# What is required:
In the data below, find each line that contains the word "opened" and copy it.

# Record set:
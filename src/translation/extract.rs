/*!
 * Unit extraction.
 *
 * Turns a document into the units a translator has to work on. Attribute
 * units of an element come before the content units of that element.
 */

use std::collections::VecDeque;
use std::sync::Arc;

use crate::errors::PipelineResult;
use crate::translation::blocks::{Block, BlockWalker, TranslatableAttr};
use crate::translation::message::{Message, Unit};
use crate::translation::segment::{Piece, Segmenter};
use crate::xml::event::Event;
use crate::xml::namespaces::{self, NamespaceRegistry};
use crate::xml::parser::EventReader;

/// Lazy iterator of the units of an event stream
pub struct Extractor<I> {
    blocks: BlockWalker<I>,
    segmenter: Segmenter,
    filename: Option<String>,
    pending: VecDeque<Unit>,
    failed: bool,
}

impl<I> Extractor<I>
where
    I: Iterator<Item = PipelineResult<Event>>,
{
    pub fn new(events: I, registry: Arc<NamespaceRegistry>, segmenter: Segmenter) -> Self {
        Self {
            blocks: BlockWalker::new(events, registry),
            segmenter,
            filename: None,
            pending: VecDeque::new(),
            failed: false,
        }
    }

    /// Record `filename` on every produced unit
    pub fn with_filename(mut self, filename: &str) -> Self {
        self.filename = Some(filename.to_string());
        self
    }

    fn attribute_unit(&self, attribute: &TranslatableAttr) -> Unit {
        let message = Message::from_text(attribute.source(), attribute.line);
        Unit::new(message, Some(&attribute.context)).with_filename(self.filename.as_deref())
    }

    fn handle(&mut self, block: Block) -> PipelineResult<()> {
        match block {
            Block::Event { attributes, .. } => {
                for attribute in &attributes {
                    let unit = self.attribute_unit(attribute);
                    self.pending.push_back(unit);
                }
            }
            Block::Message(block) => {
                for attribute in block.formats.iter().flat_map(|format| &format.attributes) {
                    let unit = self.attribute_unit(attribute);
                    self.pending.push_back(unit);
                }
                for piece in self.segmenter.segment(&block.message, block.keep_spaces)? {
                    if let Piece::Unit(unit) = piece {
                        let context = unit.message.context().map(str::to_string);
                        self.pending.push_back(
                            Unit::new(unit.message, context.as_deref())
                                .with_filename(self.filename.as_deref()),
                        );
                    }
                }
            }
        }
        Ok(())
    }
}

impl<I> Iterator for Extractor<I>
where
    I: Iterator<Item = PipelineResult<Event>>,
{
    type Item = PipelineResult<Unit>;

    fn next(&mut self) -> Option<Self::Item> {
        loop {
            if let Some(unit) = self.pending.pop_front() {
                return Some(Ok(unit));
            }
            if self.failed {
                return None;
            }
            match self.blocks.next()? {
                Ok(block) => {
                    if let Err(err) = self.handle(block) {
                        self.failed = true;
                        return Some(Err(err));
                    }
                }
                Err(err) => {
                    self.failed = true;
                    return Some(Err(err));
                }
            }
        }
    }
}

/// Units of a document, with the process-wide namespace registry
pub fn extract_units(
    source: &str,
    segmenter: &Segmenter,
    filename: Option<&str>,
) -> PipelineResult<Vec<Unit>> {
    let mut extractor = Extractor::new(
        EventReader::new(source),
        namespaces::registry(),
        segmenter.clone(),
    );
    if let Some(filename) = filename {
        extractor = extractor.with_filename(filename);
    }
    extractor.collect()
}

...

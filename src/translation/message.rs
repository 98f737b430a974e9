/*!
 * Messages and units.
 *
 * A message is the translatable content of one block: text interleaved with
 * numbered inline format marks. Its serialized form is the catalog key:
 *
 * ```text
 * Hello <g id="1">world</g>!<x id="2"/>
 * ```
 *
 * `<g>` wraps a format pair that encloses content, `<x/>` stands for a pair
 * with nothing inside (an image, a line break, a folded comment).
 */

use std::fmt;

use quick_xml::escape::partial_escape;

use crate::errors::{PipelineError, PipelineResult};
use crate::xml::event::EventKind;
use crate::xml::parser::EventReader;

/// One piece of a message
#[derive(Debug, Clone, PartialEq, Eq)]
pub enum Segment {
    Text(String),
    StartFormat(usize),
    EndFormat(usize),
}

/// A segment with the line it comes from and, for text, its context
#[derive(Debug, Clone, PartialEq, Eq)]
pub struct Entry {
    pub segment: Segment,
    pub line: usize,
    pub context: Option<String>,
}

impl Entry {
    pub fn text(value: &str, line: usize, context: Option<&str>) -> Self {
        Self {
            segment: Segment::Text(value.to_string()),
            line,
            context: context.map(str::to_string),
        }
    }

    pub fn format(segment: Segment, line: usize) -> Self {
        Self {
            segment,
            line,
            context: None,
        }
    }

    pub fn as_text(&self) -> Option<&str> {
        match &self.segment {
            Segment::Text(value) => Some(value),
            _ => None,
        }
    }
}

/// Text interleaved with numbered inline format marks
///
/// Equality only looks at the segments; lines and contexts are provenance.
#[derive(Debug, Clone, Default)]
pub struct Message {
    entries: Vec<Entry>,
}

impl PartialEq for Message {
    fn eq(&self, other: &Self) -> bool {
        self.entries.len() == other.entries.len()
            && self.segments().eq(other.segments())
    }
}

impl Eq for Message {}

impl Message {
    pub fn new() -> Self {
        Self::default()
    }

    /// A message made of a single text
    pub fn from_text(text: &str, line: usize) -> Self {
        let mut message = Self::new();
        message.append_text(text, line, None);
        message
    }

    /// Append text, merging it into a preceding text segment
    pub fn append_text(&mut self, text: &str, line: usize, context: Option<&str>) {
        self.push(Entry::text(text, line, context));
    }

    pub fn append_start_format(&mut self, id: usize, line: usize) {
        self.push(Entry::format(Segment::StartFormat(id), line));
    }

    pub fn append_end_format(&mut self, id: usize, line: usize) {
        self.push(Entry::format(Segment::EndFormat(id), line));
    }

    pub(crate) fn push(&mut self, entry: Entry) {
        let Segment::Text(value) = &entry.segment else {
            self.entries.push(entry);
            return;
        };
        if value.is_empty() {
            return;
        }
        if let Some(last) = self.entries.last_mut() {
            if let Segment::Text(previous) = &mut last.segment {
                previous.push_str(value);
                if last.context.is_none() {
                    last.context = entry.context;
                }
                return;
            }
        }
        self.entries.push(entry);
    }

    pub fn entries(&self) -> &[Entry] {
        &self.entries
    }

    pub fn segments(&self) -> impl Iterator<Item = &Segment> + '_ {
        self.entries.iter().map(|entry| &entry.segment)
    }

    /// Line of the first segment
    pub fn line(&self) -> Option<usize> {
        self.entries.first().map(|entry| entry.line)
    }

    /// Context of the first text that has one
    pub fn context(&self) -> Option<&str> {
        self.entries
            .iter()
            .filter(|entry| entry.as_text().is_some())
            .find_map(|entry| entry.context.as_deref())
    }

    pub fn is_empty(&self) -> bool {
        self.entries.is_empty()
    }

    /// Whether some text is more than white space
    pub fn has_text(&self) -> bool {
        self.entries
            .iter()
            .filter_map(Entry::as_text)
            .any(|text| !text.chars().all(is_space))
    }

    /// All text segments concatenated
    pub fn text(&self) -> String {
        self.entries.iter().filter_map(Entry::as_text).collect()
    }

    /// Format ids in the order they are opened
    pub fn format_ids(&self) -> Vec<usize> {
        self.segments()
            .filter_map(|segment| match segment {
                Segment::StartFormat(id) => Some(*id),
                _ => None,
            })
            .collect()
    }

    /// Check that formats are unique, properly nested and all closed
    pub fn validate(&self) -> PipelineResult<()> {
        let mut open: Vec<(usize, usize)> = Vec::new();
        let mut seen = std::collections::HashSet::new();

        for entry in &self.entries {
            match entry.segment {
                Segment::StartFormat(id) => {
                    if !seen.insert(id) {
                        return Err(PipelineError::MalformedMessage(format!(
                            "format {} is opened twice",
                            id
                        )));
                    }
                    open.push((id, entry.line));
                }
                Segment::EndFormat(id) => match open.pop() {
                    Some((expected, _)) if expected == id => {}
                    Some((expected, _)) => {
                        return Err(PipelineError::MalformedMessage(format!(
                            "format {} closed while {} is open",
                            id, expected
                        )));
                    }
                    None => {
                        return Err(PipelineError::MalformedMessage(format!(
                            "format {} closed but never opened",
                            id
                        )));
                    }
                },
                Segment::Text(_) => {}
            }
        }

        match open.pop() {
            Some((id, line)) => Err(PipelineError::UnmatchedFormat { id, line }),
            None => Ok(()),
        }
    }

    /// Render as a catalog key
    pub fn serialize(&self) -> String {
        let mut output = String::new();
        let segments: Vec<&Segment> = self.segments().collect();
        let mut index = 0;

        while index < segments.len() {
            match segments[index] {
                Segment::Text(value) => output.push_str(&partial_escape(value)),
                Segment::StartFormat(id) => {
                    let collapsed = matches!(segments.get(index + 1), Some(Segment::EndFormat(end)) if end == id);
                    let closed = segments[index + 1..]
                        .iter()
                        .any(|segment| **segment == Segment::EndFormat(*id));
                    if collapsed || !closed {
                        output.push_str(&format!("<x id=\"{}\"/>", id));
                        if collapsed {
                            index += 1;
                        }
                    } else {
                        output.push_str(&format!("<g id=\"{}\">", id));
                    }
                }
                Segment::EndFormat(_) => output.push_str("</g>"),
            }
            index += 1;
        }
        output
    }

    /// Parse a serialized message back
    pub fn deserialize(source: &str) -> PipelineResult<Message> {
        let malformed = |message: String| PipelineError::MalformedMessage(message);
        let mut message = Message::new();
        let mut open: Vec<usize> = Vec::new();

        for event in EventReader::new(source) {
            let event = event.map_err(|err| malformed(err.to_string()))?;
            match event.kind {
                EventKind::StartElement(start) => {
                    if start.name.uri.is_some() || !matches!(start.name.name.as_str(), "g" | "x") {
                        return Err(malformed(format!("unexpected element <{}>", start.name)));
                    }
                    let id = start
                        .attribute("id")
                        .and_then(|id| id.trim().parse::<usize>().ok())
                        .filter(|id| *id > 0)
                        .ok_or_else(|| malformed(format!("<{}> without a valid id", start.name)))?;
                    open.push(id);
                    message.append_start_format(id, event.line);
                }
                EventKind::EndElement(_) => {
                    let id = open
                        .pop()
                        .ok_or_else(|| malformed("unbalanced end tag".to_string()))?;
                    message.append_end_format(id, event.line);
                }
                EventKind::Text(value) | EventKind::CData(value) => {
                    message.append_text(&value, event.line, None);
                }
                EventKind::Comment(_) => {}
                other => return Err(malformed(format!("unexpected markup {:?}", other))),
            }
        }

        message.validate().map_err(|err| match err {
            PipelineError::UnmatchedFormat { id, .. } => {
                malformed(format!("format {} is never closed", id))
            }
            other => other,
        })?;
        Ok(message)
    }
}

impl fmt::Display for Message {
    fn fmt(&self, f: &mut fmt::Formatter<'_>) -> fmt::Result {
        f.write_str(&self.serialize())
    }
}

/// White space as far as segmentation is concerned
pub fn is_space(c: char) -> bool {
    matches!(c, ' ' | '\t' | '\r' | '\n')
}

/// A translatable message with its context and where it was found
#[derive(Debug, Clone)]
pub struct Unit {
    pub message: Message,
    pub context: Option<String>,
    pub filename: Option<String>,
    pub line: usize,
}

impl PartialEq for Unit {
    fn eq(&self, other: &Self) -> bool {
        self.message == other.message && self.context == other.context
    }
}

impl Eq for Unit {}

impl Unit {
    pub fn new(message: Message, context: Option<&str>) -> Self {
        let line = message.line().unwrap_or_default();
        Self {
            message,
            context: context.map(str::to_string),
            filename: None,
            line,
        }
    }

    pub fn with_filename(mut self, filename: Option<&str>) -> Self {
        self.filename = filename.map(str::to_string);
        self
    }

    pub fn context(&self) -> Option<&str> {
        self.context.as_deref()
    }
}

# Output below:
    /// Format ids in the order they are opened
                            "format {} is opened twice",
                            "format {} closed but never opened",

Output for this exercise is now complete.